Je courais. Je courais à en perdre le souffle. Mes poumons me brûlaient, mes blessures me lançaient. Tout était allé trop vite, je n'avais même pas d'idée claire de ce qui s'était passé. Je ne voulais pas réfléchir, je voulais fuir, partir. M'en aller loin là où personne me trouverait. Là où je pourrais être seul. Et instinctivement, mes pas m'avaient guidés jusqu'à l'usine désaffectée en bordure de la ville. Je me suis réfugié dans l'un des vastes bâtiments. Mes pas résonnaient mais le sang qui me battait aux tempes était le seul bruit que je pouvais entendre.
Une fois à l'abri j'ai lâché mon sac, ma main s'était crispée dessus comme si cela pouvait me sauver. Et plus je n'avais plus l'air de rien. Mon headband m'avait lâché laissant mes cheveux partir dans tous les sens, ma chemisette était ouverte sur mon torse tuméfié et ma ceinture n'était même pas bouclée. J'avais fuis sans réfléchir. J'avais fuis pour rester en vie.

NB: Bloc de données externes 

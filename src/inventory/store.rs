//! Inventory store
//!
//! Owns the live item collection, the history ledger and the score counters.
//! All mutation goes through the methods here; each one either fully applies
//! or returns an error with the store untouched.

use std::collections::BTreeMap;

use chrono::NaiveDateTime;
use serde::Serialize;

use super::error::{InventoryError, InventoryResult};
use super::expiry::days_left;
use super::ledger::HistoryLedger;
use super::scoring::ScoringPolicy;
use crate::models::{
    EventKind, FoodItem, FoodItemCreate, FoodItemUpdate, HistoryEvent, PantryState, UserProgress,
};

/// Outcome of a consumption
#[derive(Debug, Clone, PartialEq, Serialize)]
pub struct ConsumptionResult {
    pub event: HistoryEvent,
    /// Post-state of the item, `None` once fully consumed
    pub item: Option<FoodItem>,
    pub points_awarded: u64,
}

#[derive(Debug, Clone)]
pub struct InventoryStore {
    items: BTreeMap<i64, FoodItem>,
    next_id: i64,
    ledger: HistoryLedger,
    progress: UserProgress,
    policy: ScoringPolicy,
}

fn validate_fields(name: &str, quantity: f64, unit: &str, price: f64) -> InventoryResult<()> {
    if name.trim().is_empty() {
        return Err(InventoryError::validation("Name is required"));
    }
    if !quantity.is_finite() || quantity <= 0.0 {
        return Err(InventoryError::validation(format!(
            "Quantity must be greater than 0 (got {})",
            quantity
        )));
    }
    if unit.trim().is_empty() {
        return Err(InventoryError::validation("Unit is required"));
    }
    if !price.is_finite() || price < 0.0 {
        return Err(InventoryError::validation(format!(
            "Price must not be negative (got {})",
            price
        )));
    }
    Ok(())
}

impl InventoryStore {
    pub fn new(policy: ScoringPolicy) -> Self {
        Self::from_parts(Vec::new(), Vec::new(), PantryState::default(), policy)
    }

    /// Rebuild a store from a persisted snapshot
    pub fn from_parts(
        items: Vec<FoodItem>,
        events: Vec<HistoryEvent>,
        state: PantryState,
        policy: ScoringPolicy,
    ) -> Self {
        let items: BTreeMap<i64, FoodItem> = items.into_iter().map(|i| (i.id, i)).collect();
        // never hand out an id that is already live, even if the state row lags
        let max_live = items.keys().next_back().copied().unwrap_or(0);
        Self {
            items,
            next_id: state.next_item_id.max(max_live + 1),
            ledger: HistoryLedger::from_events(events),
            progress: state.progress,
            policy,
        }
    }

    pub fn get(&self, id: i64) -> InventoryResult<&FoodItem> {
        self.items.get(&id).ok_or(InventoryError::NotFound(id))
    }

    /// Live items in id order
    pub fn items(&self) -> impl Iterator<Item = &FoodItem> + Clone {
        self.items.values()
    }

    pub fn len(&self) -> usize {
        self.items.len()
    }

    pub fn is_empty(&self) -> bool {
        self.items.is_empty()
    }

    pub fn ledger(&self) -> &HistoryLedger {
        &self.ledger
    }

    pub fn progress(&self) -> &UserProgress {
        &self.progress
    }

    pub fn policy(&self) -> ScoringPolicy {
        self.policy
    }

    /// Bookkeeping that must be persisted alongside every mutation
    pub fn state(&self) -> PantryState {
        PantryState {
            progress: self.progress.clone(),
            next_item_id: self.next_id,
        }
    }

    pub fn add(&mut self, data: FoodItemCreate, at: NaiveDateTime) -> InventoryResult<FoodItem> {
        let category = data
            .category
            .ok_or_else(|| InventoryError::validation("Category is required"))?;
        validate_fields(&data.name, data.quantity, &data.unit, data.price)?;

        let item = FoodItem {
            id: self.next_id,
            name: data.name.trim().to_string(),
            category,
            quantity: data.quantity,
            unit: data.unit.trim().to_string(),
            expiration_date: data.expiration_date,
            price: data.price,
            created_at: at,
            updated_at: at,
        };

        self.next_id += 1;
        self.items.insert(item.id, item.clone());
        self.progress.score += self.policy.score_for_addition();
        self.progress.items_added += 1;
        Ok(item)
    }

    pub fn edit(
        &mut self,
        id: i64,
        patch: &FoodItemUpdate,
        at: NaiveDateTime,
    ) -> InventoryResult<FoodItem> {
        let updated = self.get(id)?.patched(patch, at);
        validate_fields(&updated.name, updated.quantity, &updated.unit, updated.price)?;

        self.items.insert(id, updated.clone());
        Ok(updated)
    }

    /// Delete an item outright. Not consumption and not waste, so no history.
    pub fn remove(&mut self, id: i64) -> InventoryResult<FoodItem> {
        let item = self.items.remove(&id).ok_or(InventoryError::NotFound(id))?;
        Ok(item)
    }

    /// Consume some or all of an item; `None` means the whole remaining quantity
    pub fn consume(
        &mut self,
        id: i64,
        used_quantity: Option<f64>,
        at: NaiveDateTime,
    ) -> InventoryResult<ConsumptionResult> {
        let item = self.get(id)?.clone();
        let used = used_quantity.unwrap_or(item.quantity);

        // also rejects NaN
        if !(used > 0.0 && used <= item.quantity) {
            return Err(InventoryError::InvalidQuantity {
                requested: used,
                available: item.quantity,
            });
        }

        let full = used >= item.quantity;
        let value = if full {
            item.price
        } else {
            item.price * used / item.quantity
        };
        let days = days_left(item.expiration_date, at.date());

        let event = HistoryEvent {
            id: 0,
            kind: EventKind::Used,
            item_id: item.id,
            item_name: item.name.clone(),
            category: item.category,
            quantity: used,
            unit: item.unit.clone(),
            value,
            date: at,
        };

        let remaining = if full {
            self.items.remove(&id);
            None
        } else {
            let mut next = item;
            next.quantity -= used;
            next.price = (next.price - value).max(0.0);
            next.updated_at = at;
            self.items.insert(id, next.clone());
            Some(next)
        };

        let points = self.policy.score_for_consumption(days, value);
        self.progress.score += points;
        self.progress.items_used += 1;
        let event = self.ledger.append(event);
        Ok(ConsumptionResult {
            event,
            item: remaining,
            points_awarded: points,
        })
    }

    /// Record the full remaining value of an expired item as waste and remove it
    pub fn mark_expired_as_waste(
        &mut self,
        id: i64,
        at: NaiveDateTime,
    ) -> InventoryResult<HistoryEvent> {
        let item = self.get(id)?.clone();
        let days = days_left(item.expiration_date, at.date());
        if days >= 0 {
            return Err(InventoryError::NotExpired { id, days_left: days });
        }

        let event = HistoryEvent {
            id: 0,
            kind: EventKind::Wasted,
            item_id: item.id,
            item_name: item.name,
            category: item.category,
            quantity: item.quantity,
            unit: item.unit,
            value: item.price,
            date: at,
        };

        self.items.remove(&id);
        self.progress.items_wasted += 1;
        let event = self.ledger.append(event);
        Ok(event)
    }

    /// Mark every expired item as waste, in id order
    pub fn sweep_expired(&mut self, at: NaiveDateTime) -> Vec<HistoryEvent> {
        let today = at.date();
        let expired: Vec<i64> = self
            .items
            .values()
            .filter(|item| days_left(item.expiration_date, today) < 0)
            .map(|item| item.id)
            .collect();

        expired
            .into_iter()
            .filter_map(|id| self.mark_expired_as_waste(id, at).ok())
            .collect()
    }

    /// Credit a saved custom recipe; returns the points awarded
    pub fn award_custom_recipe(&mut self) -> u64 {
        let points = self.policy.score_for_custom_recipe();
        self.progress.score += points;
        self.progress.recipes_created += 1;
        points
    }
}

J'ai ensuite jeté un oeil à ma main. Je tremblais comme jamais, elle était couverte de marques de coups certaines pissaient le sang. Non pas seulement ma main, mes bras, mon torse... Les trois gars qui m'avaient chopé à la sortie du club m'avaient salement amoché et pas seulement... Ca me faisait atrocement mal, à l'intérieur. Je m'étais fait violer. On m'avait volé une partie de moi. De rage j'ai serré les poings et les dents. Je chialais comme un gosse une boule dans la gorge. Entre deux sanglots j'ai difficilement articulé :
- Pourquoi..? Pourquoi..? Pourquoi ?!
J'ai gueulé le dernier comme si ça pouvait m'aider. Qu'est-ce qui pouvait m'aider maintenant ? Je n'avais plus rien même plus une once de dignité. Et cette pensée me hérissait. Je sentais mon coeur battre à en rompre ma cage thoracique et tout mes muscles se contracter bien malgré moi, je souffrais d'autant plus. Une envie de tout briser était en train de naître au creux de moi. Et mon sceau s'était illuminé d'une inquiétante lueur rouge.

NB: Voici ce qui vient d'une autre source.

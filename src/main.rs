//! FoodSaver
//!
//! An MCP server for pantry inventory, expiry tracking and food waste analytics.

use std::sync::Arc;

use rmcp::ServiceExt;
use tokio::io::{stdin, stdout};
use tracing_subscriber::EnvFilter;

use foodsaver::build_info;
use foodsaver::config::Config;
use foodsaver::db::Database;
use foodsaver::mcp::FoodSaverService;
use foodsaver::recipes::{MealDbClient, RecipeSource};
use foodsaver::tools::Pantry;

#[tokio::main]
async fn main() -> Result<(), Box<dyn std::error::Error>> {
    // Initialize logging (output to stderr to not interfere with MCP stdio)
    tracing_subscriber::fmt()
        .with_env_filter(EnvFilter::from_default_env().add_directive("foodsaver=info".parse()?))
        .with_writer(std::io::stderr)
        .init();

    build_info::print_startup_banner();
    eprintln!("Starting MCP server on stdio...");

    let config = Config::from_env()?;
    eprintln!("Database path: {}", config.database_path.display());

    eprintln!("Initializing database...");
    let database = Database::open(&config.database_path)?;

    let pantry = Pantry::load(database, config.scoring_policy)?;
    let recipe_source: Arc<dyn RecipeSource> = Arc::new(MealDbClient::new(config.recipe_api_url.clone())?);

    let service = FoodSaverService::new(&config, pantry, recipe_source);

    let transport = (stdin(), stdout());
    let server = service.serve(transport).await?;
    server.waiting().await?;

    Ok(())
}
//! Recipe search collaborator
//!
//! The inventory core only post-processes ingredient lists, so recipe lookup
//! sits behind a small async trait. `MealDbClient` is the production source.

pub mod mealdb;

use async_trait::async_trait;
use thiserror::Error;

use crate::models::Recipe;

pub use mealdb::{meal_to_recipe, normalize_ingredients, MealDbClient};

#[derive(Error, Debug)]
pub enum RecipeError {
    #[error("HTTP error: {0}")]
    Http(#[from] reqwest::Error),

    #[error("Recipe service returned {status} for {url}")]
    Status { status: u16, url: String },

    #[error("Unexpected recipe payload: {0}")]
    InvalidResponse(String),
}

pub type RecipeResult<T> = Result<T, RecipeError>;

/// Anything that can look up recipes; may be slow and may fail
#[async_trait]
pub trait RecipeSource: Send + Sync {
    async fn search_by_name(&self, query: &str) -> RecipeResult<Vec<Recipe>>;

    async fn search_by_ingredient(&self, ingredient: &str) -> RecipeResult<Vec<Recipe>>;
}
//! Build script for FoodSaver
//!
//! Embeds a build number and timestamp. The number is bumped on every
//! recompilation unless `FOODSAVER_BUILD_NUMBER` pins it (release builds).

use std::env;
use std::fs;
use std::path::Path;

const BUILD_NUMBER_FILE: &str = "build_number.txt";

fn next_build_number() -> u64 {
    let path = Path::new(BUILD_NUMBER_FILE);
    let current: u64 = fs::read_to_string(path)
        .ok()
        .and_then(|s| s.trim().parse().ok())
        .unwrap_or(0);

    let next = current + 1;
    fs::write(path, next.to_string()).expect("Failed to write build number file");
    next
}

fn main() {
    println!("cargo:rerun-if-changed=src");
    println!("cargo:rerun-if-env-changed=FOODSAVER_BUILD_NUMBER");

    let build_number = match env::var("FOODSAVER_BUILD_NUMBER") {
        Ok(pinned) if pinned.trim().parse::<u64>().is_ok() => pinned.trim().to_string(),
        _ => next_build_number().to_string(),
    };

    let timestamp = chrono::Utc::now().format("%Y-%m-%dT%H:%M:%SZ").to_string();

    println!("cargo:rustc-env=FOODSAVER_BUILD_NUMBER={}", build_number);
    println!("cargo:rustc-env=FOODSAVER_BUILD_TIMESTAMP={}", timestamp);
}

Je me suis laissé tomber sur les genoux et j'ai frappé le sol d'un grand coup de poing. Cerbère venait de se glisser entre mes failles et il était décidé à me faire criser. Mais même éloigné de la ville je ne pouvais pas le laisser ainsi s'insinuer en moi et me faire faire des choses contre ma volonté. J'ai saisi ma tête entre mes deux mains. Ca me faisait horriblement mal mon corps tout entier me semblait être une immense blessure. Dans un gémissement j'ai lâché :
- Laisse-moi Cerbère, je t'en supplie... Je n'ai pas la force...
Je ne savais même pas si ce foutu clébard pouvait m'entendre. Mais je ne pouvais rien faire de plus. J'enfonçais mes ongles dans le sol pour retenir les cris de souffrances qui menaçaient de s'échapper de ma gorge et je ne pouvais que contempler impuissant mes larmes qui s'écrasaient sur le sol. Oui j'étais impuissant. C'est pour ça que je n'ai pas réussi à contenir Cerbère.

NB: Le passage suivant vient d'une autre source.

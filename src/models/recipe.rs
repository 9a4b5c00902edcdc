//! Recipe model
//!
//! Recipes come either from the external recipe search service or are
//! authored by the user and stored locally.

use chrono::NaiveDateTime;
use rusqlite::{params, Connection, Row};
use serde::{Deserialize, Serialize};

use crate::db::{DbError, DbResult};

/// One ingredient line of a recipe
#[derive(Debug, Clone, PartialEq, Eq, Serialize, Deserialize)]
pub struct RecipeIngredient {
    pub name: String,
    #[serde(default)]
    pub measure: String,
}

/// A recipe in the shape every collaborator normalizes to
#[derive(Debug, Clone, PartialEq, Serialize, Deserialize)]
pub struct Recipe {
    pub id: String,
    pub name: String,
    pub category: Option<String>,
    pub area: Option<String>,
    pub instructions: String,
    pub image_url: Option<String>,
    pub source_url: Option<String>,
    pub ingredients: Vec<RecipeIngredient>,
    #[serde(default)]
    pub is_custom: bool,
}

impl Recipe {
    pub fn ingredient_names(&self) -> Vec<&str> {
        self.ingredients.iter().map(|i| i.name.as_str()).collect()
    }
}

/// Data for saving a user-authored recipe
#[derive(Debug, Clone, Serialize, Deserialize)]
pub struct CustomRecipeCreate {
    pub name: String,
    pub ingredients: Vec<RecipeIngredient>,
    #[serde(default)]
    pub instructions: String,
}

/// A stored user-authored recipe
#[derive(Debug, Clone, PartialEq, Serialize, Deserialize)]
pub struct CustomRecipe {
    pub id: i64,
    pub name: String,
    pub ingredients: Vec<RecipeIngredient>,
    pub instructions: String,
    pub created_at: NaiveDateTime,
}

impl From<CustomRecipe> for Recipe {
    fn from(custom: CustomRecipe) -> Self {
        Self {
            id: format!("custom-{}", custom.id),
            name: custom.name,
            category: None,
            area: None,
            instructions: custom.instructions,
            image_url: None,
            source_url: None,
            ingredients: custom.ingredients,
            is_custom: true,
        }
    }
}

impl CustomRecipe {
    fn from_row(row: &Row) -> rusqlite::Result<Self> {
        let ingredients_json: String = row.get("ingredients")?;
        let ingredients = serde_json::from_str(&ingredients_json).map_err(|e| {
            rusqlite::Error::FromSqlConversionFailure(0, rusqlite::types::Type::Text, Box::new(e))
        })?;
        Ok(Self {
            id: row.get("id")?,
            name: row.get("name")?,
            ingredients,
            instructions: row.get("instructions")?,
            created_at: row.get("created_at")?,
        })
    }

    pub fn create(conn: &Connection, data: &CustomRecipeCreate, at: NaiveDateTime) -> DbResult<Self> {
        let ingredients_json = serde_json::to_string(&data.ingredients)
            .map_err(|e| DbError::Serialization(e.to_string()))?;

        conn.execute(
            "INSERT INTO custom_recipes (name, ingredients, instructions, created_at) VALUES (?1, ?2, ?3, ?4)",
            params![data.name.trim(), ingredients_json, data.instructions, at],
        )?;

        let id = conn.last_insert_rowid();
        Self::get_by_id(conn, id)?.ok_or(DbError::Sqlite(rusqlite::Error::QueryReturnedNoRows))
    }

    pub fn get_by_id(conn: &Connection, id: i64) -> DbResult<Option<Self>> {
        let mut stmt = conn.prepare("SELECT * FROM custom_recipes WHERE id = ?1")?;
        match stmt.query_row([id], Self::from_row) {
            Ok(recipe) => Ok(Some(recipe)),
            Err(rusqlite::Error::QueryReturnedNoRows) => Ok(None),
            Err(e) => Err(e.into()),
        }
    }

    pub fn list(conn: &Connection) -> DbResult<Vec<Self>> {
        let mut stmt = conn.prepare("SELECT * FROM custom_recipes ORDER BY created_at DESC, id DESC")?;
        let recipes = stmt
            .query_map([], Self::from_row)?
            .collect::<Result<Vec<_>, _>>()?;
        Ok(recipes)
    }
}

Je me suis relevé avec difficulté, poussant un grognement rauque. Et j'ai complètement pété les plombs. J'ai donné des coups dans les murs et dans tout ce qui passait par là : des vieux bidons rouillé des machines abandonnées... Je fracassais tout à grand coups de poings, de pieds. Et par la même je me faisais encore plus mal. Tous les bruits résonnaient dans le vaste entrepôt mais j'en avais plus rien à foutre. Après tout il n'y avait personne et j'avais besoin de me défouler.
Mais quand la colère sera redescendue, je sens que la chute sera brutale.